Reported by Mark Gruenberg for People’s World.
Crunch. And a shortage of everything. That’s the warning rail union leaders are sending to consumers as the nation approaches the holiday season.
Expect, they said, a repeat of last year’s fiasco, where gifts were delayed for weeks or months as cargo ships backed up outside the Port of Los Angeles-Long Beach, the major import point for containers of toys, clothes, gadgets, games—or anything else arriving from Asia.
It wasn’t just because the ports themselves had problems. It was because the nation’s supply chain onshore, and especially its railroads, had virtually broken down.
That collapse delayed not just consumer goods but products vital to the U.S. economy, like transistors and microchips for cars and cellphones and personal protective equipment workers and shoppers need to combat coronavirus.
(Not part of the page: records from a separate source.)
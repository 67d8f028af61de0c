//! SI prefix multipliers.
//!
//! Interconnect values live at the extremes of the SI range (kilo-ohm
//! segments, femtofarad loads, picosecond delays), so fixtures read much
//! better as `1.0 * KILO` or `50.0 * FEMTO`.

/// 10¹².
pub const TERA: f64 = 1.0e12;
/// 10⁹.
pub const GIGA: f64 = 1.0e9;
/// 10⁶.
pub const MEGA: f64 = 1.0e6;
/// 10³.
pub const KILO: f64 = 1.0e3;
/// 10⁻³.
pub const MILLI: f64 = 1.0e-3;
/// 10⁻⁶.
pub const MICRO: f64 = 1.0e-6;
/// 10⁻⁹.
pub const NANO: f64 = 1.0e-9;
/// 10⁻¹².
pub const PICO: f64 = 1.0e-12;
/// 10⁻¹⁵.
pub const FEMTO: f64 = 1.0e-15;

/// Parses a SPEF/SPICE-style value with an optional SI suffix (`1k`, `50f`,
/// `2.5MEG`). Suffixes are case-insensitive; `M` is milli and `MEG` is mega.
#[must_use]
pub fn parse_si(text: &str) -> Option<f64> {
    let text = text.trim().to_ascii_uppercase();
    if let Ok(v) = text.parse::<f64>() {
        return Some(v);
    }
    let split = text
        .find(|c: char| !(c.is_ascii_digit() || matches!(c, '.' | '-' | '+' | 'E')))
        .unwrap_or(text.len());
    if split == 0 {
        return None;
    }
    let (number, suffix) = text.split_at(split);
    let value: f64 = number.parse().ok()?;
    let multiplier = match suffix {
        "T" => TERA,
        "G" => GIGA,
        "MEG" => MEGA,
        "K" => KILO,
        "M" => MILLI,
        "U" => MICRO,
        "N" => NANO,
        "P" => PICO,
        "F" => FEMTO,
        _ => return None,
    };
    Some(value * multiplier)
}

#[cfg(test)]
mod tests {
    use approx::assert_relative_eq;

    use super::*;

    #[test]
    fn parses_plain_and_suffixed_values() {
        assert_relative_eq!(parse_si("1.5").unwrap(), 1.5);
        assert_relative_eq!(parse_si("1k").unwrap(), 1.0e3);
        assert_relative_eq!(parse_si("50f").unwrap(), 50.0e-15, max_relative = 1e-12);
        assert_relative_eq!(parse_si("10MEG").unwrap(), 10.0e6);
        assert_relative_eq!(parse_si("10m").unwrap(), 10.0e-3);
    }

    #[test]
    fn rejects_garbage() {
        assert_eq!(parse_si(""), None);
        assert_eq!(parse_si("ohm"), None);
        assert_eq!(parse_si("1x"), None);
    }
}
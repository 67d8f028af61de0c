//! Strongly typed electrical quantities.
//!
//! Only the three quantities the RC core needs are modeled. Multiplying a
//! [`Resistance`] by a [`Capacitance`] yields a [`Delay`], which is the whole
//! of the Elmore arithmetic.

use std::fmt;
use std::iter::Sum;
use std::marker::PhantomData;
use std::ops::{Add, AddAssign, Mul, Sub};

use crate::math::Scalar;

/// Unit marker for quantities.
pub trait Unit: Copy + Default + fmt::Debug {
    /// SI symbol used when formatting.
    const SYMBOL: &'static str;
}

/// Ohm (Ω).
#[derive(Debug, Clone, Copy, Default, PartialEq, PartialOrd)]
pub struct Ohm;
/// Farad (F).
#[derive(Debug, Clone, Copy, Default, PartialEq, PartialOrd)]
pub struct Farad;
/// Second (s).
#[derive(Debug, Clone, Copy, Default, PartialEq, PartialOrd)]
pub struct Second;

impl Unit for Ohm {
    const SYMBOL: &'static str = "Ω";
}
impl Unit for Farad {
    const SYMBOL: &'static str = "F";
}
impl Unit for Second {
    const SYMBOL: &'static str = "s";
}

/// Scalar value tagged with a unit.
#[derive(Debug, Clone, Copy, Default, PartialEq, PartialOrd)]
pub struct Quantity<U: Unit> {
    value: Scalar,
    unit: PhantomData<U>,
}

/// Resistance in ohms.
pub type Resistance = Quantity<Ohm>;
/// Capacitance in farads.
pub type Capacitance = Quantity<Farad>;
/// Elapsed time in seconds.
pub type Delay = Quantity<Second>;

impl<U: Unit> Quantity<U> {
    /// Wraps a raw SI value.
    #[must_use]
    pub const fn new(value: Scalar) -> Self {
        Self {
            value,
            unit: PhantomData,
        }
    }

    /// Zero of this unit.
    #[must_use]
    pub const fn zero() -> Self {
        Self::new(0.0)
    }

    /// Raw SI value.
    #[must_use]
    pub const fn value(self) -> Scalar {
        self.value
    }
}

impl<U: Unit> Add for Quantity<U> {
    type Output = Self;

    fn add(self, rhs: Self) -> Self {
        Self::new(self.value + rhs.value)
    }
}

impl<U: Unit> AddAssign for Quantity<U> {
    fn add_assign(&mut self, rhs: Self) {
        self.value += rhs.value;
    }
}

impl<U: Unit> Sub for Quantity<U> {
    type Output = Self;

    fn sub(self, rhs: Self) -> Self {
        Self::new(self.value - rhs.value)
    }
}

impl<U: Unit> Mul<Scalar> for Quantity<U> {
    type Output = Self;

    fn mul(self, rhs: Scalar) -> Self {
        Self::new(self.value * rhs)
    }
}

impl<U: Unit> Sum for Quantity<U> {
    fn sum<I: Iterator<Item = Self>>(iter: I) -> Self {
        iter.fold(Self::zero(), Add::add)
    }
}

impl Mul<Capacitance> for Resistance {
    type Output = Delay;

    fn mul(self, rhs: Capacitance) -> Delay {
        Delay::new(self.value * rhs.value)
    }
}

impl<U: Unit> fmt::Display for Quantity<U> {
    fn fmt(&self, f: &mut fmt::Formatter<'_>) -> fmt::Result {
        write!(f, "{}{}", format_si(self.value), U::SYMBOL)
    }
}

/// Formats `value` with an engineering SI prefix (`1.0000k`, `372.0000p`).
#[must_use]
pub fn format_si(value: Scalar) -> String {
    const PREFIXES: [(Scalar, &str); 9] = [
        (1e12, "T"),
        (1e9, "G"),
        (1e6, "M"),
        (1e3, "k"),
        (1.0, ""),
        (1e-3, "m"),
        (1e-6, "u"),
        (1e-9, "n"),
        (1e-12, "p"),
    ];
    let magnitude = value.abs();
    if magnitude == 0.0 || !magnitude.is_finite() {
        return format!("{value:.4}");
    }
    for (scale, prefix) in PREFIXES {
        if magnitude >= scale {
            return format!("{:.4}{prefix}", value / scale);
        }
    }
    format!("{:.4}f", value / 1e-15)
}
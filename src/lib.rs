#![cfg_attr(docsrs, feature(doc_auto_cfg))]
#![warn(clippy::all, clippy::cargo, clippy::nursery, missing_docs)]
#![doc = include_str!("../README.md")]

/// SI prefixes and value parsing.
pub mod constants;
/// Strongly typed resistance, capacitance and delay.
pub mod units;
/// Shared matrix aliases and numerical tests.
pub mod math;
/// Circuit graph, Elmore delay and MNA reduction.
pub mod circuits;
/// State-space view of a regularized MNA system.
pub mod state_space;
/// Fixed-step transient simulation and waveform output.
pub mod simulation;
/// Error types shared between modules.
pub mod errors;

/// Common exports for downstream crates.
pub mod prelude;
Delays were so bad that Democratic President Joe Biden convened a White House conference on the mess, and ordered L.A.-Long Beach to run 24/7. Which still didn’t prevent thousands of gifts from arriving weeks and months after the December holidays.
And guess what? Leaders warned at a roundtable AFL-CIO Transportation Trades Department President Greg Regan convened in early August that it’s going to happen again. The railroads have only themselves to blame, the group agreed in the hour-and-a-half session on August 12.
And the reason is corporate greed.
“Rail workers have not received a single raise in three years,” Regan said in opening the TTD’s “Town Hall,” on railroad problems. “During that time they have performed heroic work, delivering food, fuel, things that kept our country going during the pandemic.
“But since 2005, seven major railroad companies have made $146 billion in profit, more money than in the history of railroading, on the backs of these workers. More money than even during the Gilded Age, when the robber barons ruled the roost. Yet during that same time, they’ve laid off 45,000 employees… and offered the remaining workers a net pay cut in their contract negotiations.”
The result?
“It’s chaos,” said Bruce Verna, legislative director of the Brotherhood of Locomotive Engineers & Trainmen, part of the Teamsters Rail Conference. Added Kyle Loos of Machinists District 19 about the rail workers: “We’re being asked to do more with less.”
Days after TTD’s rail session, on August 17, CBS News aired a daytime story with the same caution for consumers—and for at least one of the same reasons, too few railroaders.
“Happy almost holiday season!” CBS began (their emphasis). “While the final days of summer swelter on, now is a really smart time to start your Christmas shopping. No, seriously.
“Starting your holiday shopping in August may be a good idea…The 2021 holiday shopping season was riddled with challenges, including supply-chain disruptions leading to low stock on the season’s hottest gifts. This year, CBS News is already anticipating more supply chain and shipping delays stemming from railway staffing shortages.”
Why? “The railroads slashed and burned” workers, freight cars and lines, one TTD session panelist said. “They’re being run by Wall Street,” added shipper Herman Hoksteen.
“The workers want to deliver” the goods “but they’re being hamstrung,” said Regan. “Every person in the country relies on an efficient and well-functioning rail system, and we don’t have that.”